Lucas Museum Opening Delayed Until 2025

It seems like the opening of the Lucas Museum of Narrative Art is still far, far away. If you couldn’t believe that the $1-billion museum was coming to Los Angeles before, its two-year delay should make it real. After all, this city is known for its delayed plans. The massive museum, currently in the midst of being constructed in Exposition Park, will now open its doors in 2025… assuming there are no future delays. And in LA, that’s quite the assumption. Yet, if all goes according to plan, the city will have a new facility to add to its already impressive museum roster in two short years. 

Why is the Lucas Museum Delayed Again?

While there are a variety of factors contributing to the construction delay, supply chain issues make up the primary area of concern. This is a direct result of the pandemic. More specifically, the supply chain issues involve challenges in securing certain building materials, much of this owing to manufacturer hurdles. 

We’ve seen delays for similar reasons impacting the construction of new housing. But the Lucas Museum of Narrative Art requires materials that a standard home wouldn’t need.

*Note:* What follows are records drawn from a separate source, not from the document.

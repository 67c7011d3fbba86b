use acs712_core::console::{ConsoleSettings, Parity as LineParity};
use acs712_core::telemetry::REPORT_LINE_CAPACITY;
use embassy_stm32 as hal;
use embassy_stm32::Peri;
use embassy_stm32::usart::{BufferedUart, Config as UartConfig, DataBits, Parity, StopBits};
use embassy_time::{Duration, Timer};
use embedded_io_async::Write;
use static_cell::StaticCell;

use crate::console::ConsoleReceiver;

const CONSOLE_UART_BUFFER_SIZE: usize = REPORT_LINE_CAPACITY * 2;

static UART_TX_BUFFER: StaticCell<[u8; CONSOLE_UART_BUFFER_SIZE]> = StaticCell::new();
static UART_RX_BUFFER: StaticCell<[u8; CONSOLE_UART_BUFFER_SIZE]> = StaticCell::new();

embassy_stm32::bind_interrupts!(struct UartIrqs {
    USART3_4_5_6_LPUART1 => embassy_stm32::usart::BufferedInterruptHandler<hal::peripherals::USART5>;
});

fn uart_config(settings: ConsoleSettings) -> UartConfig {
    let mut config = UartConfig::default();
    config.baudrate = settings.baud_rate;
    config.data_bits = match settings.data_bits {
        9 => DataBits::DataBits9,
        _ => DataBits::DataBits8,
    };
    config.stop_bits = match settings.stop_bits {
        2 => StopBits::STOP2,
        _ => StopBits::STOP1,
    };
    config.parity = match settings.parity {
        LineParity::None => Parity::ParityNone,
        LineParity::Even => Parity::ParityEven,
        LineParity::Odd => Parity::ParityOdd,
    };
    config
}

#[embassy_executor::task]
pub async fn run(
    lines: ConsoleReceiver<'static>,
    usart: Peri<'static, hal::peripherals::USART5>,
    tx_pin: Peri<'static, hal::peripherals::PB0>,
    rx_pin: Peri<'static, hal::peripherals::PB1>,
) -> ! {
    let uart = BufferedUart::new(
        usart,
        rx_pin,
        tx_pin,
        UART_TX_BUFFER.init([0; CONSOLE_UART_BUFFER_SIZE]),
        UART_RX_BUFFER.init([0; CONSOLE_UART_BUFFER_SIZE]),
        UartIrqs,
        uart_config(ConsoleSettings::DEFAULT),
    )
    .expect("failed to initialize console UART");

    let (mut uart_tx, _uart_rx) = uart.split();

    loop {
        let line = lines.receive().await;

        let written = match uart_tx.write_all(line.as_bytes()).await {
            Ok(()) => uart_tx.write_all(b"\r\n").await,
            Err(err) => Err(err),
        };
        if written.is_err() {
            defmt::warn!("console: UART write error");
            Timer::after(Duration::from_millis(5)).await;
            continue;
        }

        if uart_tx.flush().await.is_err() {
            defmt::warn!("console: UART flush error");
        }
    }
}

One of the most difficult materials for the Lucas Museum to secure has been a substance known as Geofoam. It’s a light, moldable substance frequently used in theme parks and movie sets to emulate topography, such as rock formations. But the museum has also faced challenges in obtaining European parts including specially designed elevator pieces and light fixtures. 

It’s not the first time the pandemic has forced the Lucas Museum to announce delays.  In April 2021, the opening moved from its original projected 2022 date to 2023. At the time, they cited delays due to increased safety protocols rising from the global pandemic. 

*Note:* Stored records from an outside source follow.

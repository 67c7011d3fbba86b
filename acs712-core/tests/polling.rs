use core::fmt;
use core::pin::pin;

use acs712_core::adc::{AdcChannel, AdcReadRequest, AdcSampler, GpioPin, PinRouter};
use acs712_core::launch::TaskSpec;
use acs712_core::poller::{CycleReport, POLL_INTERVAL_MS, Poller, ReportSink};
use acs712_core::sensor::{Acs712, ReadPath, SampleError, SampleStatus, SensorConfig};
use acs712_core::telemetry::TelemetryRecorder;
use embassy_futures::poll_once;
use embedded_hal_async::delay::DelayNs;

#[derive(Debug, Eq, PartialEq)]
struct InjectedFault;

struct CountingAdc {
    code: u16,
    reads: usize,
    fail_on: Option<usize>,
}

impl CountingAdc {
    fn new(code: u16) -> Self {
        Self {
            code,
            reads: 0,
            fail_on: None,
        }
    }

    fn failing_on(code: u16, read_index: usize) -> Self {
        Self {
            fail_on: Some(read_index),
            ..Self::new(code)
        }
    }
}

impl AdcSampler for CountingAdc {
    type Error = InjectedFault;

    fn read(&mut self, _: &AdcReadRequest) -> Result<u16, Self::Error> {
        let index = self.reads;
        self.reads += 1;
        if self.fail_on == Some(index) {
            Err(InjectedFault)
        } else {
            Ok(self.code)
        }
    }
}

#[derive(Default)]
struct RecordingRouter {
    calls: Vec<(GpioPin, Option<AdcChannel>)>,
}

impl PinRouter for RecordingRouter {
    fn init_pin(&mut self, pin: GpioPin) {
        self.calls.push((pin, None));
    }

    fn route_to_adc(&mut self, pin: GpioPin, channel: AdcChannel) {
        self.calls.push((pin, Some(channel)));
    }
}

/// Completes the first `budget` delays immediately, then never again.
struct StallingDelay {
    budget: usize,
    requested_ms: Vec<u32>,
}

impl StallingDelay {
    fn new(budget: usize) -> Self {
        Self {
            budget,
            requested_ms: Vec::new(),
        }
    }
}

impl DelayNs for StallingDelay {
    async fn delay_ns(&mut self, _: u32) {}

    async fn delay_ms(&mut self, ms: u32) {
        self.requested_ms.push(ms);
        if self.requested_ms.len() > self.budget {
            core::future::pending::<()>().await;
        }
    }
}

#[derive(Default)]
struct CollectingSink {
    reports: Vec<CycleReport>,
    failures: Vec<(ReadPath, String)>,
    telemetry: TelemetryRecorder<8>,
}

impl ReportSink for CollectingSink {
    fn cycle(&mut self, report: &CycleReport) {
        self.reports.push(*report);
        self.telemetry.record_cycle(report);
    }

    fn read_failed<E: fmt::Debug>(&mut self, path: ReadPath, error: &SampleError<E>) {
        self.failures.push((path, error.to_string()));
        self.telemetry.record_failure();
    }

    fn launch_failed(&mut self, _: &TaskSpec) {
        panic!("polling never launches tasks");
    }
}

#[test]
fn run_initializes_once_and_reads_twice_per_cycle() {
    let mut adc = CountingAdc::new(1_000);
    let mut router = RecordingRouter::default();
    let mut delay = StallingDelay::new(2);
    let mut sink = CollectingSink::default();

    {
        let poller = Poller::new(Acs712::new(&mut adc, SensorConfig::ACS712_05B));
        let mut task = pin!(poller.run(&mut router, &mut delay, &mut sink));

        assert!(poll_once(task.as_mut()).is_pending());
        assert!(
            poll_once(task.as_mut()).is_pending(),
            "polling loop must not finish on its own"
        );
    }

    assert_eq!(
        router.calls,
        vec![
            (GpioPin::new(7), None),
            (GpioPin::new(7), Some(AdcChannel::CH0)),
        ]
    );
    assert_eq!(sink.reports.len(), 3);
    assert_eq!(adc.reads, 6, "each cycle performs exactly two conversions");
    assert_eq!(delay.requested_ms, vec![POLL_INTERVAL_MS; 3]);
    assert!(sink.failures.is_empty());

    let cycles: Vec<u32> = sink.reports.iter().map(|report| report.cycle).collect();
    assert_eq!(cycles, vec![0, 1, 2]);
}

#[test]
fn failed_read_is_logged_and_loop_keeps_polling() {
    // Read #2 is the current path of the second cycle.
    let mut adc = CountingAdc::failing_on(2_048, 2);
    let mut router = RecordingRouter::default();
    let mut delay = StallingDelay::new(3);
    let mut sink = CollectingSink::default();

    {
        let poller = Poller::new(Acs712::new(&mut adc, SensorConfig::ACS712_05B));
        let mut task = pin!(poller.run(&mut router, &mut delay, &mut sink));
        assert!(poll_once(task.as_mut()).is_pending());
    }

    assert_eq!(sink.reports.len(), 4);
    assert_eq!(adc.reads, 8);
    assert_eq!(sink.failures.len(), 1);

    let (path, message) = &sink.failures[0];
    assert_eq!(*path, ReadPath::Current);
    assert!(
        message.contains("InjectedFault"),
        "failure message should carry the HAL error, got: {message}"
    );

    let degraded = &sink.reports[1];
    assert_eq!(degraded.current.status, SampleStatus::Fallback);
    assert_eq!(degraded.current.raw, 0);
    assert!((degraded.current.value - (-2.5 / 0.185)).abs() < 1e-3);
    assert_eq!(degraded.voltage.status, SampleStatus::Adc);

    assert!(sink.reports[2].is_valid());
    assert!(sink.reports[3].is_valid());
    assert_eq!(sink.telemetry.failed_reads(), 1);
    assert_eq!(sink.telemetry.cycles(), 4);
}

#[test]
fn custom_interval_is_used_between_cycles() {
    let mut adc = CountingAdc::new(0);
    let mut router = RecordingRouter::default();
    let mut delay = StallingDelay::new(1);
    let mut sink = CollectingSink::default();

    {
        let poller =
            Poller::with_interval_ms(Acs712::new(&mut adc, SensorConfig::ACS712_05B), 250);
        assert_eq!(poller.interval_ms(), 250);
        let mut task = pin!(poller.run(&mut router, &mut delay, &mut sink));
        assert!(poll_once(task.as_mut()).is_pending());
    }

    assert_eq!(delay.requested_ms, vec![250, 250]);
}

The Next Two Years for the Lucas Museum

The additional two years that have been tacked onto the project won’t just accommodate additional construction. Experts must also quality check the building to ensure it can accommodate the diversity of rare and, in some cases, priceless art that will be on display. This involves adequate atmospheric controls. 

However, the Lucas Museum’s Director and CEO Sandra Jackson-Dumont has assured the press that the delay won’t impact the estimated budget of the massive project. It likely helps that the primary source of funding has been legendary director George Lucas himself as well as chairwoman of Starbucks (and Lucas’s wife) Mellody Hobson. 

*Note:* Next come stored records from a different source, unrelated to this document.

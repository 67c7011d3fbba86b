#![cfg_attr(not(target_os = "none"), allow(dead_code))]

//! Line queue feeding the optional UART console.
//!
//! The polling task never blocks on the UART: rendered lines are offered to a
//! small channel and dropped when the console task falls behind.

#[cfg(not(target_os = "none"))]
use embassy_sync::blocking_mutex::raw::NoopRawMutex;
#[cfg(target_os = "none")]
use embassy_sync::blocking_mutex::raw::ThreadModeRawMutex;
use embassy_sync::channel::{Channel, Receiver, Sender, TrySendError};

pub use acs712_core::telemetry::ReportLine as ConsoleLine;

/// Number of lines buffered between the polling and console tasks.
pub const CONSOLE_QUEUE_DEPTH: usize = 4;

#[cfg(target_os = "none")]
type ConsoleMutex = ThreadModeRawMutex;
#[cfg(not(target_os = "none"))]
type ConsoleMutex = NoopRawMutex;

/// Queue carrying rendered report lines.
pub type ConsoleQueue = Channel<ConsoleMutex, ConsoleLine, CONSOLE_QUEUE_DEPTH>;

/// Producer side of the console queue.
pub type ConsoleSender<'a> = Sender<'a, ConsoleMutex, ConsoleLine, CONSOLE_QUEUE_DEPTH>;

/// Consumer side of the console queue.
pub type ConsoleReceiver<'a> = Receiver<'a, ConsoleMutex, ConsoleLine, CONSOLE_QUEUE_DEPTH>;

/// Outcome of offering a line to the console.
#[derive(Copy, Clone, Debug, Eq, PartialEq)]
pub enum Offer {
    Queued,
    Dropped,
}

/// Offers `line` without waiting for space.
pub fn offer(sender: &ConsoleSender<'_>, line: ConsoleLine) -> Offer {
    match sender.try_send(line) {
        Ok(()) => Offer::Queued,
        Err(TrySendError::Full(_)) => Offer::Dropped,
    }
}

The Lucas Museum’s Unique Design

When the Lucas Museum of Narrative Art is finally completed, it will tower at five stories over an 11-acre campus including a diversity of planted trees sprawling before the 300,000-sqft structure. A quick drive by the L.A. Memorial Coliseum will reveal the Lucas Museum in its current state of construction. It already looks massive. 

The enormous museum takes over a space that was once reserved for parking in the Exposition Park area. Ma Yansong of MAD Architects designed the otherworldly looking main structure. Mia Lehrer, founder of Studio-MLA, envisioned its exotic gardens. 

Along with its numerous galleries, the museum will also offer two movie theaters with ultramodern equipment, community spaces, retail, and dining. 

What Kind of Narrative Art to Expect

The process is already well underway for collecting the impressive multitude of artwork that will bedeck the galleries of the Lucas Museum. The collection will include over 100,000 examples that span mediums and time periods. However, all will share the commonality of narrative art (or art that tells a story). 

Guests can expect pieces from Frida Kahlo, Ralph McQuarrie, Kadir Nelson, Yinka Shonibare, Diego Rivera, Judith F. Baca, Kerry James Marshall, and Jaime Hernandez to name a few. Lucas will likely also display his burgeoning collection of Norman Rockwell works.

Construction History of the Museum

Yet, another major U.S. city was the first choice to host the Lucas Museum. Originally, planners had their sights set on Chicago. However, the city rejected the museum in 2016 following a heated campaign by an organization called Friends of the Parks. 

The construction crew broke ground in Los Angeles in March of 2018. Two years later, the crew set the final structural beam; a process referred to in the construction business as “topping out.” Since then, experts have installed the majority of the electrical, mechanical, and plumbing systems.

As part of the planned garden, 200 trees have been planted. As it edges closer to opening its doors, the museum has already employed 4,200 workers. 

For now, it’s clear that the minds behind the Lucas Museum are content to take their time to get everything just right. We hope those Geofoam rock formations are worth the wait!